WHAT IS NEEDED: Transcribe every record without leaving anything out or changing a word.

DATA FOR ANALYSIS:
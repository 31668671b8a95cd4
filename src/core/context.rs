//! Request-scoped context and the aspect registry.
//!
//! A [`RequestContext`] is an immutable bag of request attributes threaded
//! through the middleware pipeline via request extensions. Stages derive a new
//! context with the `with_*` methods instead of mutating shared state, so one
//! request's enrichment can never leak into a concurrent one. The
//! [`AspectRegistry`] holds the named facts downstream code reads (identity,
//! workspace); it lives exactly as long as the request.
use std::{collections::HashMap, sync::Arc};

use crate::{
    core::{matcher::RouteMatch, route::Route},
    ports::{authenticator::Identity, localizer::Locale},
};

/// Aspect name under which the authenticated (or anonymous) user is published.
pub const USER_ASPECT: &str = "backend.user";
/// Aspect name under which the active workspace is published.
pub const WORKSPACE_ASPECT: &str = "workspace";
/// Well-known workspace used when an identity has no active workspace.
pub const LIVE_WORKSPACE: &str = "live";

/// Snapshot of the identity bound to the current request.
#[derive(Debug, Clone, PartialEq, Eq)]
pub struct UserAspect {
    pub id: i64,
    pub username: String,
    pub authenticated: bool,
    pub admin: bool,
}

impl UserAspect {
    pub fn anonymous() -> Self {
        Self {
            id: 0,
            username: String::new(),
            authenticated: false,
            admin: false,
        }
    }
}

impl From<&Identity> for UserAspect {
    fn from(identity: &Identity) -> Self {
        Self {
            id: identity.user_id,
            username: identity.username.clone(),
            authenticated: identity.authenticated,
            admin: identity.admin,
        }
    }
}

/// The workspace the current identity operates in.
#[derive(Debug, Clone, PartialEq, Eq)]
pub struct WorkspaceAspect {
    pub id: String,
}

impl WorkspaceAspect {
    pub fn new(id: impl Into<String>) -> Self {
        Self { id: id.into() }
    }

    pub fn live() -> Self {
        Self::new(LIVE_WORKSPACE)
    }

    pub fn is_live(&self) -> bool {
        self.id == LIVE_WORKSPACE
    }
}

/// A named, typed fact about the current request.
#[derive(Debug, Clone, PartialEq, Eq)]
pub enum Aspect {
    User(UserAspect),
    Workspace(WorkspaceAspect),
}

/// Request-scoped key-value store of aspects. Keys are unique per request;
/// setting the same name twice is a programming error and is logged, with the
/// last write winning.
#[derive(Debug, Clone, Default)]
pub struct AspectRegistry {
    aspects: HashMap<String, Aspect>,
}

impl AspectRegistry {
    pub fn new() -> Self {
        Self::default()
    }

    pub fn set_aspect(&mut self, name: impl Into<String>, aspect: Aspect) {
        let name = name.into();
        if self.aspects.insert(name.clone(), aspect).is_some() {
            tracing::warn!(aspect = %name, "aspect set twice within one request");
        }
    }

    pub fn get_aspect(&self, name: &str) -> Option<&Aspect> {
        self.aspects.get(name)
    }

    /// Typed accessor for the `backend.user` aspect.
    pub fn user(&self) -> Option<&UserAspect> {
        match self.aspects.get(USER_ASPECT) {
            Some(Aspect::User(user)) => Some(user),
            _ => None,
        }
    }

    /// Typed accessor for the `workspace` aspect.
    pub fn workspace(&self) -> Option<&WorkspaceAspect> {
        match self.aspects.get(WORKSPACE_ASPECT) {
            Some(Aspect::Workspace(workspace)) => Some(workspace),
            _ => None,
        }
    }

    pub fn len(&self) -> usize {
        self.aspects.len()
    }

    pub fn is_empty(&self) -> bool {
        self.aspects.is_empty()
    }
}

/// Immutable request-scoped attribute bag. Cheap to clone; every enrichment
/// step returns a derived copy.
#[derive(Debug, Clone, Default)]
pub struct RequestContext {
    route: Option<Arc<Route>>,
    target: Option<String>,
    public: Option<bool>,
    path: Option<String>,
    params: Arc<HashMap<String, String>>,
    locale: Option<Locale>,
    aspects: Arc<AspectRegistry>,
}

impl RequestContext {
    pub fn new() -> Self {
        Self::default()
    }

    /// Derive a context carrying the matched route, its `target` option, the
    /// resolved `public` flag and the bound path variables.
    pub fn with_route_match(&self, matched: &RouteMatch) -> Self {
        let mut next = self.clone();
        next.target = Some(matched.route.target().to_string());
        next.public = Some(matched.route.access() == Some(crate::core::route::Access::Public));
        next.path = Some(matched.path.clone());
        next.params = Arc::new(matched.params.clone());
        next.route = Some(matched.route.clone());
        next
    }

    /// Derive a context carrying the resolved locale.
    pub fn with_locale(&self, locale: Locale) -> Self {
        let mut next = self.clone();
        next.locale = Some(locale);
        next
    }

    /// Derive a context carrying the published aspect registry.
    pub fn with_aspects(&self, aspects: AspectRegistry) -> Self {
        let mut next = self.clone();
        next.aspects = Arc::new(aspects);
        next
    }

    pub fn route(&self) -> Option<&Arc<Route>> {
        self.route.as_ref()
    }

    pub fn target(&self) -> Option<&str> {
        self.target.as_deref()
    }

    /// The resolved `public` flag; false when no route was matched yet
    /// (fail-closed).
    pub fn is_public(&self) -> bool {
        self.public.unwrap_or(false)
    }

    /// The normalized request path the route was matched against.
    pub fn path(&self) -> Option<&str> {
        self.path.as_deref()
    }

    pub fn param(&self, name: &str) -> Option<&str> {
        self.params.get(name).map(String::as_str)
    }

    pub fn params(&self) -> &HashMap<String, String> {
        &self.params
    }

    pub fn locale(&self) -> Option<&Locale> {
        self.locale.as_ref()
    }

    pub fn aspects(&self) -> &AspectRegistry {
        &self.aspects
    }
}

ANSWER FOR THIS EXERCISE:
repository 31668671b8a95cd4
filename src/core/context.rs
//! Request-scoped context and the aspect registry.
//!
//! A [`RequestContext`] is an immutable bag of request attributes threaded
//! through the middleware pipeline via request extensions. Stages derive a new
//! context with the `with_*` methods instead of mutating shared state, so one
//! request's enrichment can never leak into a concurrent one. The
//! [`AspectRegistry`] holds the named facts downstream code reads (identity,
//! workspace); it lives exactly as long as the request.
use std::{collections::HashMap, sync::Arc};

use crate::{
    core::{matcher::RouteMatch, route::Route},
    ports::{authenticator::Identity, localizer::Locale},
};

/// Aspect name under which the authenticated (or anonymous) user is published.
pub const USER_ASPECT: &str = "backend.user";
/// Aspect name under which the active workspace is published.
pub const WORKSPACE_ASPECT: &str = "workspace";
/// Well-known workspace used when an identity has no active workspace.
pub const LIVE_WORKSPACE: &str = "live";

/// Snapshot of the identity bound to the current request.
#[derive(Debug, Clone, PartialEq, Eq)]
pub struct UserAspect {
    pub id: i64,
    pub username: String,
    pub authenticated: bool,
    pub admin: bool,
}

impl UserAspect {
    pub fn anonymous() -> Self {
        Self {
            id: 0,
            username: String::new(),
            authenticated: false,
            admin: false,
        }
    }
}

impl From<&Identity> for UserAspect {
    fn from(identity: &Identity) -> Self {
        Self {
            id: identity.user_id,
            username: identity.username.clone(),
            authenticated: identity.authenticated,
            admin: identity.admin,
        }
    }
}

/// The workspace the current identity operates in.
#[derive(Debug, Clone, PartialEq, Eq)]
pub struct WorkspaceAspect {
    pub id: String,
}

impl WorkspaceAspect {
    pub fn new(id: impl Into<String>) -> Self {
        Self { id: id.into() }
    }

    pub fn live() -> Self {
        Self::new(LIVE_WORKSPACE)
    }

    pub fn is_live(&self) -> bool {
        self.id == LIVE_WORKSPACE
    }
}

/// A named, typed fact about the current request.
#[derive(Debug, Clone, PartialEq, Eq)]
pub enum Aspect {
    User(UserAspect),
    Workspace(WorkspaceAspect),
}

/// Request-scoped key-value store of aspects. Keys are unique per request;
/// setting the same name twice is a programming error and is logged, with the
/// last write winning.
#[derive(Debug, Clone, Default)]
pub struct AspectRegistry {
    aspects: HashMap<String, Aspect>,
}

impl AspectRegistry {
    pub fn new() -> Self {
        Self::default()
    }

    pub fn set_aspect(&mut self, name: impl Into<String>, aspect: Aspect) {
        let name = name.into();
        if self.aspects.insert(name.clone(), aspect).is_some() {
            tracing::warn!(aspect = %name, "aspect set twice within one request");
        }
    }

    pub fn get_aspect(&self, name: &str) -> Option<&Aspect> {
        self.aspects.get(name)
    }

    /// Typed accessor for the `backend.user` aspect.
    pub fn user(&self) -> Option<&UserAspect> {
        match self.aspects.get(USER_ASPECT) {
            Some(Aspect::User(user)) => Some(user),
            _ => None,
        }
    }

    /// Typed accessor for the `workspace` aspect.
    pub fn workspace(&self) -> Option<&WorkspaceAspect> {
        match self.aspects.get(WORKSPACE_ASPECT) {
            Some(Aspect::Workspace(workspace)) => Some(workspace),
            _ => None,
        }
    }

    pub fn len(&self) -> usize {
        self.aspects.len()
    }

    pub fn is_empty(&self) -> bool {
        self.aspects.is_empty()
    }
}

/// Immutable request-scoped attribute bag. Cheap to clone; every enrichment
/// step returns a derived copy.
#[derive(Debug, Clone, Default)]
pub struct RequestContext {
    route: Option<Arc<Route>>,
    target: Option<String>,
    public: Option<bool>,
    path: Option<String>,
    params: Arc<HashMap<String, String>>,
    locale: Option<Locale>,
    aspects: Arc<AspectRegistry>,
}

impl RequestContext {
    pub fn new() -> Self {
        Self::default()
    }

    /// Derive a context carrying the matched route, its `target` option, the
    /// resolved `public` flag and the bound path variables.
    pub fn with_route_match(&self, matched: &RouteMatch) -> Self {
        let mut next = self.clone();
        next.target = Some(matched.route.target().to_string());
        next.public = Some(matched.route.access() == Some(crate::core::route::Access::Public));
        next.path = Some(matched.path.clone());
        next.params = Arc::new(matched.params.clone());
        next.route = Some(matched.route.clone());
        next
    }

    /// Derive a context carrying the resolved locale.
    pub fn with_locale(&self, locale: Locale) -> Self {
        let mut next = self.clone();
        next.locale = Some(locale);
        next
    }

    /// Derive a context carrying the published aspect registry.
    pub fn with_aspects(&self, aspects: AspectRegistry) -> Self {
        let mut next = self.clone();
        next.aspects = Arc::new(aspects);
        next
    }

    pub fn route(&self) -> Option<&Arc<Route>> {
        self.route.as_ref()
    }

    pub fn target(&self) -> Option<&str> {
        self.target.as_deref()
    }

    /// The resolved `public` flag; false when no route was matched yet
    /// (fail-closed).
    pub fn is_public(&self) -> bool {
        self.public.unwrap_or(false)
    }

    /// The normalized request path the route was matched against.
    pub fn path(&self) -> Option<&str> {
        self.path.as_deref()
    }

    pub fn param(&self, name: &str) -> Option<&str> {
        self.params.get(name).map(String::as_str)
    }

    pub fn params(&self) -> &HashMap<String, String> {
        &self.params
    }

    pub fn locale(&self) -> Option<&Locale> {
        self.locale.as_ref()
    }

    pub fn aspects(&self) -> &AspectRegistry {
        &self.aspects
    }
}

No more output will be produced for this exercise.